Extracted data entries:
---

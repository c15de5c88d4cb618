// handlers/protected/leads.rs - /api/leads CRUD

use axum::extract::{Path, Query};
use axum::{Extension, Json};
use chrono::{DateTime, Utc};
use rust_decimal::Decimal;
use serde::Deserialize;
use serde_json::json;
use sqlx::{PgPool, QueryBuilder};
use uuid::Uuid;

use crate::database::manager::DatabaseManager;
use crate::database::models::{Lead, LeadStage};
use crate::error::ApiError;
use crate::middleware::auth::AuthUser;
use crate::middleware::permissions::require_permission;
use crate::middleware::response::{ApiResponse, ApiResult};
use crate::services::audit::{self, AuditEntry};

use super::utils::{PageQuery, Paginated};

#[derive(Debug, Deserialize)]
pub struct LeadListQuery {
    #[serde(flatten)]
    pub page: PageQuery,
    pub project_id: Option<Uuid>,
    pub stage: Option<String>,
    pub assigned_to_id: Option<Uuid>,
    /// Matches against name and email
    pub search: Option<String>,
}

#[derive(Debug, Deserialize)]
pub struct CreateLeadRequest {
    pub name: String,
    pub project_id: Uuid,
    pub email: Option<String>,
    pub phone: Option<String>,
    pub company: Option<String>,
    pub stage: Option<String>,
    pub source: Option<String>,
    pub notes: Option<String>,
    pub assigned_to_id: Option<Uuid>,
    pub budget: Option<Decimal>,
    pub expected_close_date: Option<DateTime<Utc>>,
}

#[derive(Debug, Deserialize)]
pub struct UpdateLeadRequest {
    pub name: Option<String>,
    pub email: Option<String>,
    pub phone: Option<String>,
    pub company: Option<String>,
    pub stage: Option<String>,
    pub source: Option<String>,
    pub notes: Option<String>,
    pub assigned_to_id: Option<Uuid>,
    pub budget: Option<Decimal>,
    pub expected_close_date: Option<DateTime<Utc>>,
}

fn parse_stage(raw: &str) -> Result<LeadStage, ApiError> {
    LeadStage::parse(&raw.to_uppercase())
        .ok_or_else(|| ApiError::bad_request(format!("Etapa de lead inválida: {}", raw)))
}

/// GET /api/leads
pub async fn list(
    Extension(user): Extension<AuthUser>,
    Query(query): Query<LeadListQuery>,
) -> ApiResult<Paginated<Lead>> {
    require_permission(&user, "leads.view")?;
    let pool = DatabaseManager::pool().await?;
    let (limit, offset, page) = query.page.resolve();
    let stage = query.stage.as_deref().map(parse_stage).transpose()?;

    let mut count_qb = QueryBuilder::new("SELECT COUNT(*) FROM leads WHERE organization_id = ");
    count_qb.push_bind(user.organization_id);
    push_filters(&mut count_qb, &query, stage);
    let (total,): (i64,) = count_qb.build_query_as().fetch_one(&pool).await?;

    let mut qb = QueryBuilder::new("SELECT * FROM leads WHERE organization_id = ");
    qb.push_bind(user.organization_id);
    push_filters(&mut qb, &query, stage);
    qb.push(" ORDER BY created_at DESC LIMIT ");
    qb.push_bind(limit);
    qb.push(" OFFSET ");
    qb.push_bind(offset);
    let leads: Vec<Lead> = qb.build_query_as().fetch_all(&pool).await?;

    Ok(ApiResponse::success(Paginated::new(leads, total, page, limit)))
}

fn push_filters(
    qb: &mut QueryBuilder<'_, sqlx::Postgres>,
    query: &LeadListQuery,
    stage: Option<LeadStage>,
) {
    if let Some(project_id) = query.project_id {
        qb.push(" AND project_id = ");
        qb.push_bind(project_id);
    }
    if let Some(stage) = stage {
        qb.push(" AND stage = ");
        qb.push_bind(stage);
    }
    if let Some(assigned) = query.assigned_to_id {
        qb.push(" AND assigned_to_id = ");
        qb.push_bind(assigned);
    }
    if let Some(search) = query.search.as_deref() {
        let pattern = format!("%{}%", search);
        qb.push(" AND (name ILIKE ");
        qb.push_bind(pattern.clone());
        qb.push(" OR email ILIKE ");
        qb.push_bind(pattern);
        qb.push(")");
    }
}

/// GET /api/leads/:id
pub async fn get(Extension(user): Extension<AuthUser>, Path(id): Path<Uuid>) -> ApiResult<Lead> {
    require_permission(&user, "leads.view")?;
    let pool = DatabaseManager::pool().await?;
    let lead = find_lead(&pool, user.organization_id, id).await?;
    Ok(ApiResponse::success(lead))
}

/// POST /api/leads
pub async fn create(
    Extension(user): Extension<AuthUser>,
    Json(payload): Json<CreateLeadRequest>,
) -> ApiResult<Lead> {
    require_permission(&user, "leads.create")?;
    let name = payload.name.trim();
    if name.is_empty() {
        return Err(ApiError::field_error("Datos inválidos", "name", "requerido"));
    }
    let stage = match payload.stage.as_deref() {
        Some(raw) => parse_stage(raw)?,
        None => LeadStage::New,
    };
    if payload.assigned_to_id.is_some() {
        require_permission(&user, "leads.assign")?;
    }

    let pool = DatabaseManager::pool().await?;
    let project: Option<(Uuid,)> =
        sqlx::query_as("SELECT id FROM projects WHERE id = $1 AND organization_id = $2")
            .bind(payload.project_id)
            .bind(user.organization_id)
            .fetch_optional(&pool)
            .await?;
    if project.is_none() {
        return Err(ApiError::not_found("Proyecto no encontrado"));
    }

    let lead = sqlx::query_as::<_, Lead>(
        r#"
        INSERT INTO leads
            (id, organization_id, project_id, name, email, phone, company, stage,
             source, notes, assigned_to_id, budget, expected_close_date,
             created_at, updated_at)
        VALUES ($1, $2, $3, $4, $5, $6, $7, $8, $9, $10, $11, $12, $13, NOW(), NOW())
        RETURNING *
        "#,
    )
    .bind(Uuid::new_v4())
    .bind(user.organization_id)
    .bind(payload.project_id)
    .bind(name)
    .bind(&payload.email)
    .bind(&payload.phone)
    .bind(&payload.company)
    .bind(stage)
    .bind(&payload.source)
    .bind(&payload.notes)
    .bind(payload.assigned_to_id)
    .bind(payload.budget)
    .bind(payload.expected_close_date)
    .fetch_one(&pool)
    .await?;

    audit::record(
        &pool,
        &user,
        AuditEntry::new("CREATE", "lead")
            .entity_id(lead.id)
            .project_id(lead.project_id)
            .new_values(json!({"name": lead.name, "stage": lead.stage})),
    )
    .await;

    Ok(ApiResponse::created(lead))
}

/// PUT /api/leads/:id - partial update; reassignment needs leads.assign
pub async fn update(
    Extension(user): Extension<AuthUser>,
    Path(id): Path<Uuid>,
    Json(payload): Json<UpdateLeadRequest>,
) -> ApiResult<Lead> {
    require_permission(&user, "leads.edit")?;
    let pool = DatabaseManager::pool().await?;
    let existing = find_lead(&pool, user.organization_id, id).await?;

    let stage = match payload.stage.as_deref() {
        Some(raw) => parse_stage(raw)?,
        None => existing.stage,
    };
    if payload.assigned_to_id.is_some() && payload.assigned_to_id != existing.assigned_to_id {
        require_permission(&user, "leads.assign")?;
    }

    let lead = sqlx::query_as::<_, Lead>(
        r#"
        UPDATE leads
        SET name = $1, email = $2, phone = $3, company = $4, stage = $5,
            source = $6, notes = $7, assigned_to_id = $8, budget = $9,
            expected_close_date = $10, updated_at = NOW()
        WHERE id = $11 AND organization_id = $12
        RETURNING *
        "#,
    )
    .bind(payload.name.as_deref().unwrap_or(&existing.name))
    .bind(payload.email.as_ref().or(existing.email.as_ref()))
    .bind(payload.phone.as_ref().or(existing.phone.as_ref()))
    .bind(payload.company.as_ref().or(existing.company.as_ref()))
    .bind(stage)
    .bind(payload.source.as_ref().or(existing.source.as_ref()))
    .bind(payload.notes.as_ref().or(existing.notes.as_ref()))
    .bind(payload.assigned_to_id.or(existing.assigned_to_id))
    .bind(payload.budget.or(existing.budget))
    .bind(payload.expected_close_date.or(existing.expected_close_date))
    .bind(id)
    .bind(user.organization_id)
    .fetch_one(&pool)
    .await?;

    audit::record(
        &pool,
        &user,
        AuditEntry::new("UPDATE", "lead")
            .entity_id(lead.id)
            .project_id(lead.project_id)
            .old_values(json!({"stage": existing.stage}))
            .new_values(json!({"stage": lead.stage})),
    )
    .await;

    Ok(ApiResponse::success(lead))
}

/// DELETE /api/leads/:id
pub async fn delete(
    Extension(user): Extension<AuthUser>,
    Path(id): Path<Uuid>,
) -> ApiResult<serde_json::Value> {
    require_permission(&user, "leads.delete")?;
    let pool = DatabaseManager::pool().await?;
    let existing = find_lead(&pool, user.organization_id, id).await?;

    sqlx::query("DELETE FROM leads WHERE id = $1 AND organization_id = $2")
        .bind(id)
        .bind(user.organization_id)
        .execute(&pool)
        .await?;

    audit::record(
        &pool,
        &user,
        AuditEntry::new("DELETE", "lead")
            .entity_id(id)
            .project_id(existing.project_id)
            .old_values(json!({"name": existing.name, "stage": existing.stage})),
    )
    .await;

    Ok(ApiResponse::success(json!({"deleted": true})).with_message("Lead eliminado"))
}

async fn find_lead(pool: &PgPool, organization_id: Uuid, id: Uuid) -> Result<Lead, ApiError> {
    sqlx::query_as::<_, Lead>("SELECT * FROM leads WHERE id = $1 AND organization_id = $2")
        .bind(id)
        .bind(organization_id)
        .fetch_optional(pool)
        .await?
        .ok_or_else(|| ApiError::not_found("Lead no encontrado"))
}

---

Lines in the records above that carry the word "Path" are to be located and copied.

Exercise solution >>
use axum::extract::{Path, Query};
pub async fn get(Extension(user): Extension<AuthUser>, Path(id): Path<Uuid>) -> ApiResult<Lead> {
    Path(id): Path<Uuid>,
    Path(id): Path<Uuid>,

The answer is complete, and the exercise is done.